The usual rule in natural resource stocks, particularly juniors, is "Sell in May and Go Away."
I think that this year, it will be very, very different. I plan to stay aggressively invested right through the summer, with the emphasis on gold, platinum group metals, and uranium exploration stocks.
"Sell in May and Go Away" worked great last year. It works in general because the brokers tend to go off on vacation, so there is nobody pushing the junior stocks at customer. The bids fall out from under them on any whiff of bad news and they crash, sometimes with a real thud. Around about August, when all the suckers have theoretically thrown in the towel, the smart money comes back into the junior natural resource stocks to get ready for what is typically a back-to-business fall rally. That is the cucle.
August would have worked just right last year, because there was a decent spring rally. Many of us remember wishing we had sold in May last year, and are therefore selling now, just to get out even on stocks, or take our losses and fuggetaboudit.
But this year could be very different. With notable exceptions in oil-gas, potash, and coal, natural resource stocks have had a lousy spring, despite the fact that the underlying commodities which they seek to find are doing fine. True, both gold and uranium have had corrections from highs, but if you look at how far they have come in the last few years, the corrections look modest and normal.
Here is something I have noticed on the bulletin boards I frequent which cover natural resource stocks. While everybody is buzzing about oil-gas penny stocks, potash and coal plays, they have given up even discussing gold and uranium issues.
To me that signals capitulation. Capitulation in the stocks that are tied to the only true money, gold. Capitulation in the stocks with a stake in nuclear power, the only true answer to global warming for at least the next three decades.
Since a picture is worth a thousand words, check out this chart of Pinetree Capital, a closed-end fund in Canada whose holdings are concentrated in natural resource juniors.
Rather than 'Sell in May and go away,' my choice this year is to get even more aggressive on uranium and gold juniors. I think the bargains are there to be had right now.
I have a specific rationale for each stock I own, in addition to the overriding trend, which I am saying is a market bottom poised for a sharp rally. While I don't have space in this essay to go into depth on each, here is a sketchy sense of my rationale.

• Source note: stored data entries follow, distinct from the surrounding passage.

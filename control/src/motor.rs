//! Capability of the velocity-controlled actuator.

/// The stepper actuator as seen by the control package.
///
/// Implementations must tolerate repeated `enable` and `disable` calls.
/// There is no return channel, command delivery is the implementation's
/// concern and is never retried here.
pub trait Motor {
    fn enable(&mut self);

    fn disable(&mut self);

    /// Command a signed velocity. Only called while the motor is enabled.
    fn set_velocity(&mut self, velocity: i32);
}
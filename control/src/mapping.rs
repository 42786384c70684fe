//! Mapping of recognized gestures to motion commands.

use crate::event::Gesture;

/// Command interpreted by the velocity ramp.
#[derive(Debug, Clone, Copy, PartialEq, Eq)]
#[cfg_attr(feature = "defmt", derive(defmt::Format))]
pub enum Command {
    RampUp,
    RampDown,
}

/// Gesture-to-command table of one button.
///
/// Keeping the table explicit keeps the recognizer itself a pure function
/// of its input. Extended and critical holds carry host-owned side effects
/// and are never mapped to a motion command.
#[derive(Debug, Default, Clone, Copy, PartialEq, Eq)]
#[cfg_attr(feature = "defmt", derive(defmt::Format))]
pub struct Mapping {
    pub short_press: Option<Command>,
    pub long_press: Option<Command>,
    pub double_press: Option<Command>,
    pub released: Option<Command>,
}

impl Mapping {
    /// Look up the command assigned to a recognized gesture.
    #[must_use]
    pub fn command_for(&self, gesture: Gesture) -> Option<Command> {
        match gesture {
            Gesture::ShortPress => self.short_press,
            Gesture::DoublePress => self.double_press,
            Gesture::LongPressStart | Gesture::LongPressRepeat => self.long_press,
            Gesture::Released => self.released,
            Gesture::ExtendedHold | Gesture::CriticalHold => None,
        }
    }

    /// Whether short, long and double press all collapse into one action.
    ///
    /// Such a button fires its action right on the rising edge. Waiting out
    /// the disambiguation windows would only delay the same outcome.
    #[must_use]
    pub fn is_single_action(&self) -> bool {
        self.short_press.is_some()
            && self.short_press == self.long_press
            && self.short_press == self.double_press
    }
}
//! Gesture recognition state machine of a single button.

use crate::event::Gesture;
use crate::Millis;

/// Accept a raw edge only after the level persisted this long.
const DEBOUNCE_THRESHOLD: Millis = 50;
/// Held at least this long means a long press.
const LONG_PRESS: Millis = 600;
/// A second press within this window after a short release makes a
/// double press.
const DOUBLE_PRESS: Millis = 350;
/// Cadence of the repeated long-press action on non-primary buttons.
const LONG_REPEAT: Millis = 300;
/// Hold of the primary button classified as extended on release.
const EXTENDED_HOLD: Millis = 5_000;
/// Hold of the primary button classified as critical on release.
const CRITICAL_HOLD: Millis = 10_000;

/// Gestures recognized on one button during a single update.
pub type Gestures = heapless::Vec<Gesture, 4>;

/// How presses of a button are interpreted.
#[derive(Debug, Clone, Copy, PartialEq, Eq)]
#[cfg_attr(feature = "defmt", derive(defmt::Format))]
pub enum Behavior {
    /// Wait out the long-press and double-press windows before deciding.
    Disambiguated,
    /// Short, long and double press all trigger the same action, so it
    /// fires on the rising edge without any disambiguation delay.
    SingleAction,
}

/// Debounce and gesture state of one button.
///
/// Call `update` once per control-loop tick with the polarity-normalized
/// raw sample. The logical state flips only once a raw edge stayed stable
/// for the debounce threshold, while press durations are measured between
/// the raw edge times themselves.
#[derive(Debug)]
#[cfg_attr(feature = "defmt", derive(defmt::Format))]
pub struct Button {
    behavior: Behavior,
    primary: bool,
    raw: bool,
    edge_at: Millis,
    pressed: bool,
    pressed_at: Millis,
    long_fired: bool,
    repeat_at: Millis,
    armed_at: Option<Millis>,
}

impl Button {
    #[must_use]
    pub fn new(primary: bool, behavior: Behavior) -> Self {
        Self {
            behavior,
            primary,
            raw: false,
            edge_at: 0,
            pressed: false,
            pressed_at: 0,
            long_fired: false,
            repeat_at: 0,
            armed_at: None,
        }
    }

    /// Process one raw sample and return the gestures it completed.
    pub fn update(&mut self, down: bool, now: Millis) -> Gestures {
        let mut gestures = Gestures::new();

        if down != self.raw {
            self.raw = down;
            self.edge_at = now;
        }

        if self.raw != self.pressed && now.wrapping_sub(self.edge_at) >= DEBOUNCE_THRESHOLD {
            if self.raw {
                self.press(&mut gestures);
            } else {
                self.release(&mut gestures);
            }
        }

        if self.pressed {
            self.advance_long_press(&mut gestures, now);
        }
        self.sweep_double_press_deadline(&mut gestures, now);

        gestures
    }

    pub fn pressed(&self) -> bool {
        self.pressed
    }

    fn press(&mut self, gestures: &mut Gestures) {
        self.pressed = true;
        self.pressed_at = self.edge_at;
        if self.behavior == Behavior::SingleAction {
            emit(gestures, Gesture::ShortPress);
        }
    }

    fn release(&mut self, gestures: &mut Gestures) {
        let held = self.edge_at.wrapping_sub(self.pressed_at);
        let was_long = self.long_fired;
        self.pressed = false;
        self.long_fired = false;

        if self.behavior == Behavior::SingleAction {
            // The action already fired on the rising edge.
            emit(gestures, Gesture::Released);
            return;
        }

        if held < DEBOUNCE_THRESHOLD {
            // A release with no matching press record. Not a fault.
            return;
        }

        let was_armed = self.armed_at.take().is_some();
        if self.primary && held > EXTENDED_HOLD {
            if held > CRITICAL_HOLD {
                emit(gestures, Gesture::CriticalHold);
            } else {
                emit(gestures, Gesture::ExtendedHold);
            }
        } else if was_long {
            // The long-press events already represented this press, a
            // trailing short press must not fire on top of them.
        } else if was_armed {
            emit(gestures, Gesture::DoublePress);
        } else {
            // Possibly the first half of a double press. The decision is
            // deferred until the window closes.
            self.armed_at = Some(self.edge_at);
        }
        emit(gestures, Gesture::Released);
    }

    fn advance_long_press(&mut self, gestures: &mut Gestures, now: Millis) {
        if self.behavior == Behavior::SingleAction {
            return;
        }
        if !self.long_fired {
            if now.wrapping_sub(self.pressed_at) >= LONG_PRESS {
                self.long_fired = true;
                self.repeat_at = now;
                emit(gestures, Gesture::LongPressStart);
            }
        } else if !self.primary && now.wrapping_sub(self.repeat_at) >= LONG_REPEAT {
            self.repeat_at = now;
            emit(gestures, Gesture::LongPressRepeat);
        }
    }

    fn sweep_double_press_deadline(&mut self, gestures: &mut Gestures, now: Millis) {
        // A raw press blocks the sweep even before it debounces, so that a
        // second press right at the end of the window is not lost.
        if self.raw || self.pressed {
            return;
        }
        if let Some(armed_at) = self.armed_at {
            if now.wrapping_sub(armed_at) > DOUBLE_PRESS {
                self.armed_at = None;
                emit(gestures, Gesture::ShortPress);
            }
        }
    }
}

fn emit(gestures: &mut Gestures, gesture: Gesture) {
    // NOTE: This is safe, the capacity covers the most gestures a single
    // tick can produce.
    let _ = gestures.push(gesture);
}
//! Rule-based narrative notes for the monthly summary.
//!
//! Each rule fires at most one note; notes are deduplicated by title and the
//! list is capped at [`MAX_NOTES`].

use rust_decimal::Decimal;
use rust_decimal_macros::dec;
use serde::{Deserialize, Serialize};

use crate::types::{pct_variation, Money};

/// Maximum number of notes returned per summary.
pub const MAX_NOTES: usize = 6;

const BUDGET_OVERRUN_PCT: Decimal = dec!(10);
const EXPENSE_DEVIATION_PCT: Decimal = dec!(10);
const INCOME_DROP_PCT: Decimal = dec!(-15);
const INCOME_RISE_PCT: Decimal = dec!(10);
const EXTRAORDINARY_SHARE: Decimal = dec!(0.35);

#[derive(Debug, Clone, Copy, PartialEq, Eq, Serialize, Deserialize)]
pub enum NoteLevel {
    #[serde(rename = "INFO")]
    Info,
    #[serde(rename = "AVISO")]
    Aviso,
    #[serde(rename = "ALERTA")]
    Alerta,
}

#[derive(Debug, Clone, PartialEq, Serialize, Deserialize)]
pub struct Note {
    pub titulo: String,
    pub nivel: NoteLevel,
    pub detalle: String,
}

/// Figures the rules evaluate; assembled by the monthly summary.
#[derive(Debug, Clone)]
pub(crate) struct NoteContext {
    pub ingresos_mes: Money,
    pub gastos_mes: Money,
    pub resultado_mes: Money,
    pub gastos_extraordinarios: Money,
    pub presupuesto_gastos: Money,
    pub presupuesto_cotidiano: Money,
    pub cotidiano_real: Money,
    pub desviacion_ingresos_pct: Option<Decimal>,
    pub desviacion_gastos_pct: Option<Decimal>,
}

pub(crate) fn build_notes(ctx: &NoteContext) -> Vec<Note> {
    let mut notes: Vec<Note> = Vec::new();

    if ctx.ingresos_mes.is_zero() && ctx.gastos_mes > Decimal::ZERO {
        notes.push(Note {
            titulo: "Mes sin ingresos".into(),
            nivel: NoteLevel::Alerta,
            detalle: format!(
                "No se ha cobrado ningún ingreso este mes y hay gastos por {}",
                ctx.gastos_mes
            ),
        });
    }

    if ctx.resultado_mes < Decimal::ZERO {
        notes.push(Note {
            titulo: "Mes en negativo".into(),
            nivel: NoteLevel::Alerta,
            detalle: format!("El resultado del mes es {}", ctx.resultado_mes),
        });
    }

    if let Some(dev) = ctx.desviacion_gastos_pct {
        if dev.abs() > EXPENSE_DEVIATION_PCT {
            let direccion = if dev > Decimal::ZERO { "encima" } else { "debajo" };
            notes.push(Note {
                titulo: "Gasto desviado de la media".into(),
                nivel: NoteLevel::Aviso,
                detalle: format!(
                    "El gasto del mes está un {dev}% por {direccion} de la media de los últimos 12 meses"
                ),
            });
        }
    }

    if let Some(dev) = ctx.desviacion_ingresos_pct {
        if dev < INCOME_DROP_PCT {
            notes.push(Note {
                titulo: "Ingresos por debajo de la media".into(),
                nivel: NoteLevel::Aviso,
                detalle: format!(
                    "Los ingresos del mes caen un {}% frente a la media de los últimos 12 meses",
                    dev.abs()
                ),
            });
        } else if dev > INCOME_RISE_PCT {
            notes.push(Note {
                titulo: "Ingresos por encima de la media".into(),
                nivel: NoteLevel::Info,
                detalle: format!(
                    "Los ingresos del mes superan en un {dev}% la media de los últimos 12 meses"
                ),
            });
        }
    }

    if ctx.gastos_mes > Decimal::ZERO
        && ctx.gastos_extraordinarios / ctx.gastos_mes >= EXTRAORDINARY_SHARE
    {
        notes.push(Note {
            titulo: "Peso elevado de gastos extraordinarios".into(),
            nivel: NoteLevel::Aviso,
            detalle: format!(
                "Los gastos extraordinarios ({}) suponen al menos el 35% del gasto del mes",
                ctx.gastos_extraordinarios
            ),
        });
    }

    if ctx.presupuesto_gastos > Decimal::ZERO {
        let overrun = pct_variation(ctx.presupuesto_gastos, ctx.gastos_mes);
        if overrun > BUDGET_OVERRUN_PCT {
            notes.push(Note {
                titulo: "Presupuesto de gasto superado".into(),
                nivel: NoteLevel::Aviso,
                detalle: format!(
                    "El gasto real supera el presupuesto mensual en un {overrun}%"
                ),
            });
        }
    }

    if ctx.presupuesto_cotidiano > Decimal::ZERO {
        let overrun = pct_variation(ctx.presupuesto_cotidiano, ctx.cotidiano_real);
        if overrun > BUDGET_OVERRUN_PCT {
            notes.push(Note {
                titulo: "Gasto cotidiano por encima de lo previsto".into(),
                nivel: NoteLevel::Aviso,
                detalle: format!(
                    "El gasto del día a día supera su presupuesto en un {overrun}%"
                ),
            });
        }
    }

    if ctx.ingresos_mes > Decimal::ZERO {
        let ratio = (ctx.gastos_mes / ctx.ingresos_mes * dec!(100)).round_dp(1);
        notes.push(Note {
            titulo: "Ratio gasto sobre ingresos".into(),
            nivel: NoteLevel::Info,
            detalle: format!("Este mes has gastado el {ratio}% de lo ingresado"),
        });
    }

    dedup_and_cap(notes)
}

fn dedup_and_cap(notes: Vec<Note>) -> Vec<Note> {
    let mut seen: Vec<String> = Vec::new();
    let mut out: Vec<Note> = Vec::new();
    for note in notes {
        if seen.contains(&note.titulo) {
            continue;
        }
        seen.push(note.titulo.clone());
        out.push(note);
        if out.len() == MAX_NOTES {
            break;
        }
    }
    out
}

#[cfg(test)]
mod tests {
    use super::*;

    fn quiet_month() -> NoteContext {
        NoteContext {
            ingresos_mes: dec!(2000),
            gastos_mes: dec!(1500),
            resultado_mes: dec!(500),
            gastos_extraordinarios: dec!(0),
            presupuesto_gastos: dec!(1600),
            presupuesto_cotidiano: dec!(400),
            cotidiano_real: dec!(350),
            desviacion_ingresos_pct: Some(dec!(1.0)),
            desviacion_gastos_pct: Some(dec!(-2.0)),
        }
    }

    fn titles(notes: &[Note]) -> Vec<&str> {
        notes.iter().map(|n| n.titulo.as_str()).collect()
    }

    #[test]
    fn test_quiet_month_only_ratio_insight() {
        let notes = build_notes(&quiet_month());
        assert_eq!(titles(&notes), vec!["Ratio gasto sobre ingresos"]);
        assert_eq!(notes[0].nivel, NoteLevel::Info);
    }

    #[test]
    fn test_zero_income_with_expenses_alerts() {
        let mut ctx = quiet_month();
        ctx.ingresos_mes = dec!(0);
        ctx.resultado_mes = dec!(-1500);
        let notes = build_notes(&ctx);
        assert!(titles(&notes).contains(&"Mes sin ingresos"));
        assert!(titles(&notes).contains(&"Mes en negativo"));
        // No income, so no ratio insight.
        assert!(!titles(&notes).contains(&"Ratio gasto sobre ingresos"));
    }

    #[test]
    fn test_expense_deviation_both_directions() {
        let mut ctx = quiet_month();
        ctx.desviacion_gastos_pct = Some(dec!(12));
        assert!(titles(&build_notes(&ctx)).contains(&"Gasto desviado de la media"));
        ctx.desviacion_gastos_pct = Some(dec!(-11));
        assert!(titles(&build_notes(&ctx)).contains(&"Gasto desviado de la media"));
        ctx.desviacion_gastos_pct = Some(dec!(9));
        assert!(!titles(&build_notes(&ctx)).contains(&"Gasto desviado de la media"));
    }

    #[test]
    fn test_income_deviation_thresholds() {
        let mut ctx = quiet_month();
        ctx.desviacion_ingresos_pct = Some(dec!(-16));
        assert!(titles(&build_notes(&ctx)).contains(&"Ingresos por debajo de la media"));
        ctx.desviacion_ingresos_pct = Some(dec!(11));
        assert!(titles(&build_notes(&ctx)).contains(&"Ingresos por encima de la media"));
        ctx.desviacion_ingresos_pct = Some(dec!(-10));
        let notes = build_notes(&ctx);
        assert!(!titles(&notes).contains(&"Ingresos por debajo de la media"));
        assert!(!titles(&notes).contains(&"Ingresos por encima de la media"));
    }

    #[test]
    fn test_extraordinary_share_threshold_inclusive() {
        let mut ctx = quiet_month();
        ctx.gastos_mes = dec!(1000);
        ctx.gastos_extraordinarios = dec!(350);
        assert!(
            titles(&build_notes(&ctx)).contains(&"Peso elevado de gastos extraordinarios")
        );
        ctx.gastos_extraordinarios = dec!(349);
        assert!(
            !titles(&build_notes(&ctx)).contains(&"Peso elevado de gastos extraordinarios")
        );
    }

    #[test]
    fn test_budget_and_daily_overruns() {
        let mut ctx = quiet_month();
        ctx.gastos_mes = dec!(1800); // vs 1600 budget: +12.5%
        ctx.cotidiano_real = dec!(450); // vs 400 budget: +12.5%
        let notes = build_notes(&ctx);
        assert!(titles(&notes).contains(&"Presupuesto de gasto superado"));
        assert!(titles(&notes).contains(&"Gasto cotidiano por encima de lo previsto"));
    }

    #[test]
    fn test_cap_at_max_notes() {
        // Trip every rule at once.
        let ctx = NoteContext {
            ingresos_mes: dec!(0),
            gastos_mes: dec!(2000),
            resultado_mes: dec!(-2000),
            gastos_extraordinarios: dec!(900),
            presupuesto_gastos: dec!(1000),
            presupuesto_cotidiano: dec!(100),
            cotidiano_real: dec!(300),
            desviacion_ingresos_pct: Some(dec!(-50)),
            desviacion_gastos_pct: Some(dec!(40)),
        };
        let notes = build_notes(&ctx);
        assert!(notes.len() <= MAX_NOTES);
    }

    #[test]
    fn test_no_benchmark_no_deviation_notes() {
        let mut ctx = quiet_month();
        ctx.desviacion_ingresos_pct = None;
        ctx.desviacion_gastos_pct = None;
        let notes = build_notes(&ctx);
        assert!(!titles(&notes).contains(&"Gasto desviado de la media"));
        assert!(!titles(&notes).contains(&"Ingresos por debajo de la media"));
    }
}
use clap::Args;
use serde_json::Value;

use patrimonio_core::reconciliation::monthly::{self, MonthlySummaryInput};

use crate::input;

/// Arguments for the monthly close
#[derive(Args)]
pub struct MonthlySummaryArgs {
    /// Path to JSON/YAML file with incomes, expenses and past closes
    #[arg(long)]
    pub input: Option<String>,

    /// Owner whose records are summarised; overrides the input file
    #[arg(long)]
    pub user: Option<String>,

    /// Target year; overrides the input file
    #[arg(long)]
    pub anio: Option<i32>,

    /// Target month (1-12); overrides the input file
    #[arg(long)]
    pub mes: Option<u32>,
}

pub fn run_monthly_summary(args: MonthlySummaryArgs) -> Result<Value, Box<dyn std::error::Error>> {
    let mut summary_input: MonthlySummaryInput = if let Some(ref path) = args.input {
        input::file::read_input(path)?
    } else if let Some(data) = input::stdin::read_stdin()? {
        serde_json::from_value(data)?
    } else {
        return Err("--input file (or piped JSON) is required for the monthly close".into());
    };

    if let Some(user) = args.user {
        summary_input.user = user;
    }
    if let Some(anio) = args.anio {
        summary_input.anio = anio;
    }
    if let Some(mes) = args.mes {
        summary_input.mes = mes;
    }

    let result = monthly::monthly_summary(&summary_input)?;
    Ok(serde_json::to_value(result)?)
}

I like Pinetree Capital because of the broad exposure it gives me to natural resource juniors. This sock has been kicked until it is bloody.
I like Cash Minerals because it has underlying value in its uranium holdings in the Yukon, in which it is partnered up with Mega Uranium, plus it is only now making the market aware of its large coal holdings.
I like the uranium exploration play in Labrador called Crosshair (CXZ). This one is currently expanding its already promising uranium district in Labrador. Plus the company just said it will spin off to shareholders its gold exploration holdings in Newfoundland into a new company called Gemini.
As a uranium producer with good growth potential, I like Denison. It has the backing of the Lundin mining family and it owns what is now a fully operating uranium mill in Utah.
My largest play is Kodiak Exploration (OTC:KXLAF), which I have already discussed here. National Bank of Canada just came out with initial coverage, which could open the gates for summer stock recs; the company is cashed up; and they are doing a lot of scraping and drilling up there in the old gold mining district of Beardmore-Geraldton, Ontario, on land we already know hosts several kilometers of surface showings of gold plus some gold at depth.
For palladium and some platinum, I like North American Palladium (NYSEMKT:PAL). They are starting to make real money from their Canadian mine, and they have an interesting partnership with Goldfields in Finland which should be blessed with a completed feasibility study before September. Both of these provide platinum group exposure without being in South Africa, which has critical electric power problems that have already affected mining there and will for at least a couple of years to come.
The real game is about to begin, and it starts now, while everybody is either laying on the beach or packing their bags. All it will take is a few fund managers who used up their vacation in Vail in March.
I know I am sticking my neck out here, but I am doing so to a much larger degree in my portfolio than in this note!